//! Bit-level board geometry.
//!
//! File and rank masks, edge-safe directional shifts and square iteration.
//! Shifts that move east or west mask off the wrapped file so a bit never
//! jumps from the H file to the A file of the next rank (or back).

use crate::game_state::chess_types::{Bitboard, Square};

pub const FILE_A: Bitboard = 0x0101_0101_0101_0101;
pub const FILE_H: Bitboard = FILE_A << 7;
pub const RANK_1: Bitboard = 0xFF;
pub const RANK_2: Bitboard = RANK_1 << 8;
pub const RANK_3: Bitboard = RANK_1 << 16;
pub const RANK_6: Bitboard = RANK_1 << 40;
pub const RANK_7: Bitboard = RANK_1 << 48;
pub const RANK_8: Bitboard = RANK_1 << 56;

pub const NOT_FILE_A: Bitboard = !FILE_A;
pub const NOT_FILE_H: Bitboard = !FILE_H;

#[inline]
pub const fn file_mask(file: u8) -> Bitboard {
    FILE_A << file
}

#[inline]
pub const fn rank_mask(rank: u8) -> Bitboard {
    RANK_1 << (rank * 8)
}

#[inline]
pub const fn square_bit(square: Square) -> Bitboard {
    1u64 << square
}

#[derive(Debug, Clone, Copy, PartialEq, Eq)]
pub enum Direction {
    North,
    South,
    East,
    West,
    NorthEast,
    NorthWest,
    SouthEast,
    SouthWest,
}

/// Shift every bit one step in `direction`, dropping bits that leave the board.
#[inline]
pub const fn shift(bb: Bitboard, direction: Direction) -> Bitboard {
    match direction {
        Direction::North => bb << 8,
        Direction::South => bb >> 8,
        Direction::East => (bb & NOT_FILE_H) << 1,
        Direction::West => (bb & NOT_FILE_A) >> 1,
        Direction::NorthEast => (bb & NOT_FILE_H) << 9,
        Direction::NorthWest => (bb & NOT_FILE_A) << 7,
        Direction::SouthEast => (bb & NOT_FILE_H) >> 7,
        Direction::SouthWest => (bb & NOT_FILE_A) >> 9,
    }
}

/// Remove and return the lowest set square.
#[inline]
pub fn pop_lsb(bb: &mut Bitboard) -> Option<Square> {
    if *bb == 0 {
        return None;
    }
    let square = bb.trailing_zeros() as Square;
    *bb &= *bb - 1;
    Some(square)
}

/// Iterator over the set squares of a bitboard, lowest first.
#[derive(Debug, Clone, Copy)]
pub struct Squares(pub Bitboard);

impl Iterator for Squares {
    type Item = Square;

    #[inline]
    fn next(&mut self) -> Option<Square> {
        pop_lsb(&mut self.0)
    }

    fn size_hint(&self) -> (usize, Option<usize>) {
        let n = self.0.count_ones() as usize;
        (n, Some(n))
    }
}

#[inline]
pub const fn squares(bb: Bitboard) -> Squares {
    Squares(bb)
}

#[cfg(test)]
mod tests {
    use super::*;

    #[test]
    fn east_shift_does_not_wrap_from_h_file() {
        let h4 = square_bit(31);
        assert_eq!(shift(h4, Direction::East), 0);
        assert_eq!(shift(h4, Direction::NorthEast), 0);
        assert_eq!(shift(h4, Direction::West), square_bit(30));
    }

    #[test]
    fn west_shift_does_not_wrap_from_a_file() {
        let a5 = square_bit(32);
        assert_eq!(shift(a5, Direction::West), 0);
        assert_eq!(shift(a5, Direction::SouthWest), 0);
        assert_eq!(shift(a5, Direction::SouthEast), square_bit(25));
    }

    #[test]
    fn vertical_shifts_fall_off_the_board() {
        assert_eq!(shift(RANK_8, Direction::North), 0);
        assert_eq!(shift(RANK_1, Direction::South), 0);
        assert_eq!(shift(RANK_2, Direction::North), RANK_3);
    }

    #[test]
    fn masks_cover_expected_squares() {
        assert_eq!(file_mask(0), FILE_A);
        assert_eq!(file_mask(7), FILE_H);
        assert_eq!(rank_mask(6), RANK_7);
        assert_eq!(file_mask(4).count_ones(), 8);
    }

    #[test]
    fn squares_iterates_low_to_high() {
        let collected: Vec<Square> = squares(square_bit(3) | square_bit(40) | square_bit(63)).collect();
        assert_eq!(collected, vec![3, 40, 63]);
    }
}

________

What you have to do:
Exact reproduction of the lines from the top of the material through the line where "pub const fn shift(bb: Bitboard, direction: Direction)" appears is required, both boundary lines included, with no other output.

Response to this task:
//! Bit-level board geometry.
//!
//! File and rank masks, edge-safe directional shifts and square iteration.
//! Shifts that move east or west mask off the wrapped file so a bit never
//! jumps from the H file to the A file of the next rank (or back).

use crate::game_state::chess_types::{Bitboard, Square};

pub const FILE_A: Bitboard = 0x0101_0101_0101_0101;
pub const FILE_H: Bitboard = FILE_A << 7;
pub const RANK_1: Bitboard = 0xFF;
pub const RANK_2: Bitboard = RANK_1 << 8;
pub const RANK_3: Bitboard = RANK_1 << 16;
pub const RANK_6: Bitboard = RANK_1 << 40;
pub const RANK_7: Bitboard = RANK_1 << 48;
pub const RANK_8: Bitboard = RANK_1 << 56;

pub const NOT_FILE_A: Bitboard = !FILE_A;
pub const NOT_FILE_H: Bitboard = !FILE_H;

#[inline]
pub const fn file_mask(file: u8) -> Bitboard {
    FILE_A << file
}

#[inline]
pub const fn rank_mask(rank: u8) -> Bitboard {
    RANK_1 << (rank * 8)
}

#[inline]
pub const fn square_bit(square: Square) -> Bitboard {
    1u64 << square
}

#[derive(Debug, Clone, Copy, PartialEq, Eq)]
pub enum Direction {
    North,
    South,
    East,
    West,
    NorthEast,
    NorthWest,
    SouthEast,
    SouthWest,
}

/// Shift every bit one step in `direction`, dropping bits that leave the board.
#[inline]
pub const fn shift(bb: Bitboard, direction: Direction) -> Bitboard {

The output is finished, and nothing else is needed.